→ **Activity**
Retrieve every line from the records in which the word "color" occurs.

→ **Given entries**
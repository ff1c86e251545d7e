//! MagicaVoxel `.vox` chunk codec
//!
//! The container is a magic token, a version integer and a single `MAIN`
//! chunk whose children carry the model. Every chunk is framed as
//! `tag(4) + content_size(u32) + children_size(u32)` followed by its content
//! and then its children. All integers are little-endian.

pub mod model;
pub mod palette;
pub mod reader;
pub mod writer;

pub use model::{Rgba, Voxel, VoxelModel};
pub use palette::{default_palette, PALETTE_LEN};
pub use reader::{decode, read_file, read_from};
pub use writer::{encode, write_file, write_to};

/// File magic, including the trailing space
pub const MAGIC: [u8; 4] = *b"VOX ";

/// The only format version this codec reads and writes
pub const VERSION: i32 = 150;

/// Size of a chunk header: tag + content size + children size
pub const CHUNK_HEADER_LEN: usize = 12;

/// Chunk types the codec understands
#[derive(Clone, Copy, Debug, PartialEq, Eq, Hash)]
pub enum ChunkId {
    /// Root container
    Main,
    /// Model dimensions
    Size,
    /// Voxel positions and color indices
    Xyzi,
    /// 256-entry color palette
    Rgba,
    /// Anything else; skipped verbatim
    Unknown([u8; 4]),
}

impl ChunkId {
    /// Classify a raw tag
    pub fn from_tag(tag: [u8; 4]) -> Self {
        match &tag {
            b"MAIN" => ChunkId::Main,
            b"SIZE" => ChunkId::Size,
            b"XYZI" => ChunkId::Xyzi,
            b"RGBA" => ChunkId::Rgba,
            _ => ChunkId::Unknown(tag),
        }
    }

    /// Raw tag written on the wire
    pub fn tag(self) -> [u8; 4] {
        match self {
            ChunkId::Main => *b"MAIN",
            ChunkId::Size => *b"SIZE",
            ChunkId::Xyzi => *b"XYZI",
            ChunkId::Rgba => *b"RGBA",
            ChunkId::Unknown(tag) => tag,
        }
    }
}

impl std::fmt::Display for ChunkId {
    fn fmt(&self, f: &mut std::fmt::Formatter<'_>) -> std::fmt::Result {
        write!(f, "{}", String::from_utf8_lossy(&self.tag()))
    }
}
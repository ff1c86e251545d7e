//! Default palette and palette normalization

use super::model::Rgba;

/// Number of entries in a `.vox` palette
pub const PALETTE_LEN: usize = 256;

/// 16-color ramp the default palette repeats
const DEFAULT_RAMP: [Rgba; 16] = [
    Rgba::opaque(0, 0, 0),
    Rgba::opaque(255, 255, 255),
    Rgba::opaque(128, 128, 128),
    Rgba::opaque(255, 0, 0),
    Rgba::opaque(0, 255, 0),
    Rgba::opaque(0, 0, 255),
    Rgba::opaque(255, 255, 0),
    Rgba::opaque(0, 255, 255),
    Rgba::opaque(255, 0, 255),
    Rgba::opaque(128, 0, 0),
    Rgba::opaque(0, 128, 0),
    Rgba::opaque(0, 0, 128),
    Rgba::opaque(128, 128, 0),
    Rgba::opaque(0, 128, 128),
    Rgba::opaque(128, 0, 128),
    Rgba::opaque(128, 0, 128),
];

const fn tile_ramp() -> [Rgba; PALETTE_LEN] {
    let mut palette = [Rgba::TRANSPARENT; PALETTE_LEN];
    let mut i = 0;
    while i < PALETTE_LEN {
        palette[i] = DEFAULT_RAMP[i % DEFAULT_RAMP.len()];
        i += 1;
    }
    palette
}

static DEFAULT_PALETTE: [Rgba; PALETTE_LEN] = tile_ramp();

/// Palette used when a file has no `RGBA` chunk
pub fn default_palette() -> &'static [Rgba; PALETTE_LEN] {
    &DEFAULT_PALETTE
}

/// Truncate or pad a palette to exactly 256 entries.
/// Padding entries are fully transparent black.
pub fn normalize(palette: &[Rgba]) -> [Rgba; PALETTE_LEN] {
    let mut out = [Rgba::TRANSPARENT; PALETTE_LEN];
    let n = palette.len().min(PALETTE_LEN);
    out[..n].copy_from_slice(&palette[..n]);
    out
}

→ **Solution**
    /// Voxel positions and color indices
    /// 256-entry color palette
/// 16-color ramp the default palette repeats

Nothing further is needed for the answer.